“Para o acordo Mercosul-União Europeia sair, não se pode reabri-lo totalmente para negociação”

Por Solange Monteiro, do Rio de Janeiro

Avanços para a aprovação do acordo Mercosul-União Europeia, passados mais de 20 anos desde que ambos os blocos firmaram o compromisso de negociar um tratado que abarcasse comércio, operação e política, é bem-vindo para o Brasil e poderá beneficiar a consolidação do próprio Mercosul, afirmou nesta quarta-feira Lia Valls, pesquisadora associada do FGV IBRE. Lia, convidada a analisar o avanço da política externa do atual governo em uma série de webinars promovida pelo Sesc SP, considera que será necessário discutir questões pontuais, especialmente no campo ambiental, mas alertou que é preciso fugir da tentação de abrir muitas frentes de negociação. “Se isso acontecer, o acordo não sai”, disse.

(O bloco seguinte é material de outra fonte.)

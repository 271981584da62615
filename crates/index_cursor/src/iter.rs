use std::sync::Arc;

use tokio_util::sync::CancellationToken;
use tracing::{debug, error, warn};

use crate::config::RetryBudget;
use crate::cursor::{CursorMark, Page};
use crate::error::IterError;
use crate::fetcher::PageFetcher;
use crate::query::QuerySpec;

/// Returned by [`IndexResultIterator::total_count`] before any page arrived.
pub const UNKNOWN_TOTAL: i64 = -1;

enum Phase {
    /// Nothing fetched yet; the first request uses [`CursorMark::Start`].
    NotStarted,
    /// Holds the mark of the page after the buffered one.
    InProgress(CursorMark),
    /// The index returned an empty page.
    Exhausted,
    /// Gave up; no further fetches are attempted.
    Failed(IterError),
}

/// Forward-only iterator over every row matching a [`QuerySpec`].
///
/// One row is always buffered ahead, so [`has_next`](Self::has_next) is
/// answered without I/O. Pages are requested lazily as the buffer drains.
/// A transient fetch failure is retried with a fixed delay up to
/// `max_retries` times; a fatal one, an exhausted budget or cancellation
/// ends the iteration for good and is reported by [`failure`](Self::failure).
pub struct IndexResultIterator<F: PageFetcher + ?Sized> {
    index: Arc<F>,
    query: QuerySpec,
    budget: RetryBudget,
    cancel: CancellationToken,

    phase: Phase,
    page: std::vec::IntoIter<F::Row>,
    next: Option<F::Row>,
    total_count: Option<u64>,
    fetches: u64,
}

impl<F: PageFetcher + ?Sized> IndexResultIterator<F> {
    pub async fn open(index: Arc<F>, query: QuerySpec, budget: RetryBudget) -> Self {
        Self::open_with_cancel(index, query, budget, CancellationToken::new()).await
    }

    /// Like [`open`](Self::open); firing `cancel` stops the iterator before
    /// its next fetch, while a fetch is in flight or during a retry delay.
    pub async fn open_with_cancel(
        index: Arc<F>,
        query: QuerySpec,
        budget: RetryBudget,
        cancel: CancellationToken,
    ) -> Self {
        let mut it = Self::unstarted(index, query, budget, cancel);
        it.prepare_next().await;
        it
    }

    fn unstarted(index: Arc<F>, query: QuerySpec, budget: RetryBudget, cancel: CancellationToken) -> Self {
        Self {
            index,
            query,
            budget: budget.normalized(),
            cancel,
            phase: Phase::NotStarted,
            page: Vec::new().into_iter(),
            next: None,
            total_count: None,
            fetches: 0,
        }
    }

    pub fn has_next(&self) -> bool {
        self.next.is_some()
    }

    /// Hands out the buffered row and buffers the following one, fetching a
    /// page if the current one is used up.
    pub async fn next(&mut self) -> Result<F::Row, IterError> {
        let current = self.next.take().ok_or(IterError::Exhausted)?;
        self.prepare_next().await;
        Ok(current)
    }

    /// Total reported by the last successful fetch, or [`UNKNOWN_TOTAL`].
    /// Saturates at `i64::MAX`.
    pub fn total_count(&self) -> i64 {
        self.total_count.map_or(UNKNOWN_TOTAL, |n| i64::try_from(n).unwrap_or(i64::MAX))
    }

    pub fn page_size(&self) -> usize {
        self.budget.page_size
    }

    pub fn budget(&self) -> &RetryBudget {
        &self.budget
    }

    pub fn query(&self) -> &QuerySpec {
        &self.query
    }

    /// Successful page round-trips so far.
    pub fn fetches(&self) -> u64 {
        self.fetches
    }

    /// Why iteration stopped early, if it did. `None` while rows remain and
    /// after a clean end of data.
    pub fn failure(&self) -> Option<&IterError> {
        match &self.phase {
            Phase::Failed(err) => Some(err),
            _ => None,
        }
    }

    async fn prepare_next(&mut self) {
        if let Some(row) = self.page.next() {
            self.next = Some(row);
            return;
        }
        self.next = None;

        let cursor = match &self.phase {
            Phase::NotStarted => CursorMark::Start,
            Phase::InProgress(mark) => mark.clone(),
            Phase::Exhausted | Phase::Failed(_) => return,
        };

        let fetched =
            fetch_page_with_retries(&*self.index, &self.query, &self.budget, &self.cancel, &cursor).await;

        match fetched {
            Ok(page) => {
                self.fetches += 1;
                self.total_count = Some(page.total_count);
                debug!(
                    collection = %self.query.collection,
                    cursor = %cursor,
                    rows = page.len(),
                    total = page.total_count,
                    "fetched page"
                );

                if page.is_empty() {
                    self.phase = Phase::Exhausted;
                    return;
                }
                self.phase = Phase::InProgress(page.next_cursor);
                self.page = page.rows.into_iter();
                self.next = self.page.next();
            }
            Err(err) => {
                self.phase = Phase::Failed(err);
            }
        }
    }
}

/// One attempt plus up to `budget.max_retries` retries for transient errors.
async fn fetch_page_with_retries<F: PageFetcher + ?Sized>(
    index: &F,
    query: &QuerySpec,
    budget: &RetryBudget,
    cancel: &CancellationToken,
    cursor: &CursorMark,
) -> Result<Page<F::Row>, IterError> {
    let mut retries_left = budget.max_retries;
    let mut attempt: u32 = 0;

    loop {
        if cancel.is_cancelled() {
            return Err(IterError::Cancelled);
        }
        attempt += 1;

        let res = tokio::select! {
            _ = cancel.cancelled() => return Err(IterError::Cancelled),
            res = index.fetch_page(query, budget.page_size, cursor) => res,
        };

        let err = match res {
            Ok(page) => return Ok(page),
            Err(err) => err,
        };

        if !err.is_retryable() {
            error!(collection = %query.collection, cursor = %cursor, error = %err, "error getting next page from index, not retrying");
            return Err(err.into());
        }
        if retries_left == 0 {
            error!(collection = %query.collection, cursor = %cursor, attempts = attempt, error = %err, "error getting next page from index, no more retries");
            return Err(err.into());
        }
        retries_left -= 1;

        warn!(
            collection = %query.collection,
            attempt,
            retry_in_ms = budget.sleep_between_retries_ms,
            error = %err,
            "error getting next page from index, retrying"
        );
        tokio::select! {
            _ = cancel.cancelled() => return Err(IterError::Cancelled),
            _ = tokio::time::sleep(budget.sleep_between_retries()) => {}
        }
    }
}
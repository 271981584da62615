use std::marker::PhantomData;

use anyhow::Result;
use async_trait::async_trait;
use index_cursor::{CursorMark, FetchError, Page, PageFetcher, QuerySpec};
use reqwest::StatusCode;
use serde::de::DeserializeOwned;
use serde::Deserialize;
use tracing::debug;

use crate::config::SolrConfig;
use crate::render::to_params;

#[derive(Debug, Deserialize)]
struct SelectResponse<R> {
    response: SelectBody<R>,
    #[serde(rename = "nextCursorMark")]
    next_cursor_mark: String,
}

#[derive(Debug, Deserialize)]
struct SelectBody<R> {
    #[serde(rename = "numFound")]
    num_found: u64,
    docs: Vec<R>,
}

/// Fetches pages from Solr's `select` handler using `cursorMark` paging.
/// Rows are decoded from the returned documents as `R`.
pub struct SolrFetcher<R> {
    client: reqwest::Client,
    cfg: SolrConfig,
    _row: PhantomData<fn() -> R>,
}

impl<R> SolrFetcher<R> {
    pub fn new(cfg: SolrConfig) -> Result<Self> {
        let client = reqwest::Client::builder().timeout(cfg.request_timeout()).build()?;
        Ok(Self { client, cfg, _row: PhantomData })
    }

    pub fn config(&self) -> &SolrConfig {
        &self.cfg
    }
}

#[async_trait]
impl<R: DeserializeOwned + Send + 'static> PageFetcher for SolrFetcher<R> {
    type Row = R;

    async fn fetch_page(
        &self,
        query: &QuerySpec,
        page_size: usize,
        cursor: &CursorMark,
    ) -> Result<Page<R>, FetchError> {
        let url = self.cfg.select_url(&query.collection);
        let params = to_params(query, page_size, cursor, &self.cfg.unique_key);
        debug!(%url, cursor = %cursor, rows = page_size, "solr select");

        let resp = self
            .client
            .get(&url)
            .query(&params)
            .send()
            .await
            .map_err(from_reqwest)?;

        let status = resp.status();
        if !status.is_success() {
            let body = resp.text().await.unwrap_or_default();
            let msg = format!("solr returned {status} for {url}: {}", solr_error_message(&body));
            return Err(if is_retryable_status(status) {
                FetchError::transient(msg)
            } else {
                FetchError::fatal(msg)
            });
        }

        let body: SelectResponse<R> = resp.json().await.map_err(from_reqwest)?;
        Ok(Page::new(
            body.response.docs,
            body.response.num_found,
            CursorMark::from_token(body.next_cursor_mark),
        ))
    }
}

fn is_retryable_status(status: StatusCode) -> bool {
    status.is_server_error()
        || status == StatusCode::TOO_MANY_REQUESTS
        || status == StatusCode::REQUEST_TIMEOUT
}

fn from_reqwest(err: reqwest::Error) -> FetchError {
    if err.is_decode() || err.is_builder() {
        FetchError::fatal(err.to_string())
    } else {
        // connect, timeout, reset mid-body
        FetchError::transient(err.to_string())
    }
}

/// Solr wraps failures as `{"error":{"msg":..}}`; fall back to the raw body.
fn solr_error_message(body: &str) -> String {
    serde_json::from_str::<serde_json::Value>(body)
        .ok()
        .and_then(|v| v.get("error")?.get("msg")?.as_str().map(str::to_string))
        .unwrap_or_else(|| body.chars().take(200).collect())
}

#[cfg(test)]
mod tests {
    use super::*;

    #[test]
    fn keeps_its_config() {
        let cfg = SolrConfig { unique_key: "id".into(), ..SolrConfig::default() };
        let f = SolrFetcher::<serde_json::Value>::new(cfg.clone()).unwrap();
        assert_eq!(f.config().unique_key, "id");
        assert_eq!(f.config().base_url, cfg.base_url);
    }

    #[test]
    fn status_classification() {
        assert!(is_retryable_status(StatusCode::SERVICE_UNAVAILABLE));
        assert!(is_retryable_status(StatusCode::TOO_MANY_REQUESTS));
        assert!(!is_retryable_status(StatusCode::BAD_REQUEST));
        assert!(!is_retryable_status(StatusCode::NOT_FOUND));
    }

    #[test]
    fn error_message_prefers_solr_msg() {
        let body = r#"{"responseHeader":{"status":400},"error":{"msg":"undefined field col_9","code":400}}"#;
        assert_eq!(solr_error_message(body), "undefined field col_9");
        assert_eq!(solr_error_message("gateway down"), "gateway down");
    }
}
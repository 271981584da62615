//! Forward-only, cursor-paged iteration over rows stored in a search index.
//!
//! The index is reached through [`PageFetcher`]; [`IndexResultIterator`]
//! hides page boundaries and transient fetch failures from the caller.

pub mod config;
pub mod cursor;
pub mod error;
pub mod fetcher;
pub mod iter;
pub mod mem;
pub mod query;

use serde::{Deserialize, Serialize};
use std::collections::BTreeMap;

pub use config::RetryBudget;
pub use cursor::{CursorMark, Page};
pub use error::{FetchError, FetchErrorKind, IterError};
pub use fetcher::PageFetcher;
pub use iter::{IndexResultIterator, UNKNOWN_TOTAL};
pub use query::{Filter, FilterParameter, QuerySpec, SortParameter, Sorter, TABLE_ID_FIELD};

/// One table row as stored in the index: the row document id plus
/// every other stored field.
#[derive(Debug, Clone, PartialEq, Serialize, Deserialize)]
pub struct ViewerRow {
    pub uuid: String,
    #[serde(flatten)]
    pub fields: BTreeMap<String, serde_json::Value>,
}
use serde::{Deserialize, Serialize};
use std::time::Duration;

/// Page size and retry policy of an iterator. Fixed once the iterator is opened.
#[derive(Debug, Clone, Copy, PartialEq, Eq, Deserialize, Serialize)]
pub struct RetryBudget {
    #[serde(default = "default_page_size")]
    pub page_size: usize,
    /// Retries after the first failed attempt of a page fetch.
    #[serde(default = "default_max_retries")]
    pub max_retries: u32,
    #[serde(default = "default_sleep_ms")]
    pub sleep_between_retries_ms: u64,
}

pub const DEFAULT_PAGE_SIZE: usize = 1000;
pub const DEFAULT_MAX_RETRIES: u32 = 100;
pub const DEFAULT_SLEEP_BETWEEN_RETRIES_MS: u64 = 10_000;

fn default_page_size() -> usize { DEFAULT_PAGE_SIZE }
fn default_max_retries() -> u32 { DEFAULT_MAX_RETRIES }
fn default_sleep_ms() -> u64 { DEFAULT_SLEEP_BETWEEN_RETRIES_MS }

impl Default for RetryBudget {
    fn default() -> Self {
        Self {
            page_size: default_page_size(),
            max_retries: default_max_retries(),
            sleep_between_retries_ms: default_sleep_ms(),
        }
    }
}

impl RetryBudget {
    /// Reads `RC_PAGE_SIZE`, `RC_MAX_RETRIES` and `RC_RETRY_SLEEP_MS`,
    /// falling back to the defaults for anything missing or unparsable.
    pub fn from_env() -> Self {
        let page_size = std::env::var("RC_PAGE_SIZE").ok().and_then(|s| s.parse().ok()).unwrap_or(default_page_size());
        let max_retries = std::env::var("RC_MAX_RETRIES").ok().and_then(|s| s.parse().ok()).unwrap_or(default_max_retries());
        let sleep_between_retries_ms = std::env::var("RC_RETRY_SLEEP_MS").ok().and_then(|s| s.parse().ok()).unwrap_or(default_sleep_ms());

        Self { page_size, max_retries, sleep_between_retries_ms }.normalized()
    }

    pub fn with_page_size(mut self, page_size: usize) -> Self {
        self.page_size = page_size;
        self.normalized()
    }

    pub fn with_max_retries(mut self, max_retries: u32) -> Self {
        self.max_retries = max_retries;
        self
    }

    pub fn with_sleep_between_retries(mut self, sleep: Duration) -> Self {
        self.sleep_between_retries_ms = sleep.as_millis() as u64;
        self
    }

    /// Page size of zero would never advance the cursor.
    pub fn normalized(mut self) -> Self {
        self.page_size = self.page_size.max(1);
        self
    }

    pub fn sleep_between_retries(&self) -> Duration {
        Duration::from_millis(self.sleep_between_retries_ms)
    }

    /// Longest time a single page boundary can stall before giving up.
    pub fn worst_case_stall(&self) -> Duration {
        self.sleep_between_retries().checked_mul(self.max_retries).unwrap_or(Duration::MAX)
    }
}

No início de maio, o conhecimento de uma side letter preparada pelo bloco europeu - instrumento adicional em que os europeus reforçam compromissos exigidos no campo ambiental para desbloquear o acordo - provocou uma reação inicial negativa dos países do Mercosul. “Especialistas em questões ambientais não veem, entretanto, muita diferença do que consta nesse documento em relação ao que já constava do capítulo do acordo sobre desenvolvimento sustentável”, disse Lia. “O que parece meio fora do adequado é um compromisso exigido do Brasil em reduzir o desmatamento em um prazo muito curto, e isso certamente terá de ser discutido. Tento vontade política, é possível chegar em um consenso”, afirmou. A pesquisadora ressaltou que a side letter não prevê sanções caso as metas apresentadas não sejam cumpridas.

O acordo conta com grupos apoiadores e contrários de ambos os blocos, mas Lia destaca as posições favoráveis, no Brasil, de representações como da indústria e da agricultura como um passo importante para sua aprovação. “Na área agrícola, por exemplo, sabe-se que o texto não é o ideal, com a manutenção de cotas pelo lado europeu, ainda que mais amplas. Diante de uma conjuntura na qual não se pode esperar muitos avanços no âmbito da Organização Mundial de Comércio (OMC), entretanto, há uma avaliação de que é melhor garantir esse acordo do que nada”, afirmou Lia.

Além do ponto de vista comercial, Lia apontou que a aprovação do acordo também é uma forma de tanto União Europeia quanto Mercosul reduzir o peso da polaridade Estados Unidos - China que prevalece no tabuleiro global, situação destacada no artigo de Lia da Conjuntura Econômica de maio (leia aqui, na íntegra). “O ideal é que se conseguisse a aprovação até o final deste ano”, completou, reforçando o potencial de o acordo sinalizar o interesse da região em ser um global trader. A pesquisadora reforçou que essa dinâmica também implicará o avanço da integração dos países do Mercosul em vários instrumentos, o que colaboraria para a consolidação do bloco.

Felipe Loureiro, historiador, professor de Relações Internacionais da USP, lembrou no evento online que a motivação inicial da abertura do diálogo entre Mercosul e União Europeia era equilibrar a influência dos Estados Unidos na cena regional, que à época liderava a negociação da Área de Livre Comércio das Américas (Alca).  “Hoje, sob esse contexto diferente, é um avanço que beneficiaria ambos os lados”, afirmou.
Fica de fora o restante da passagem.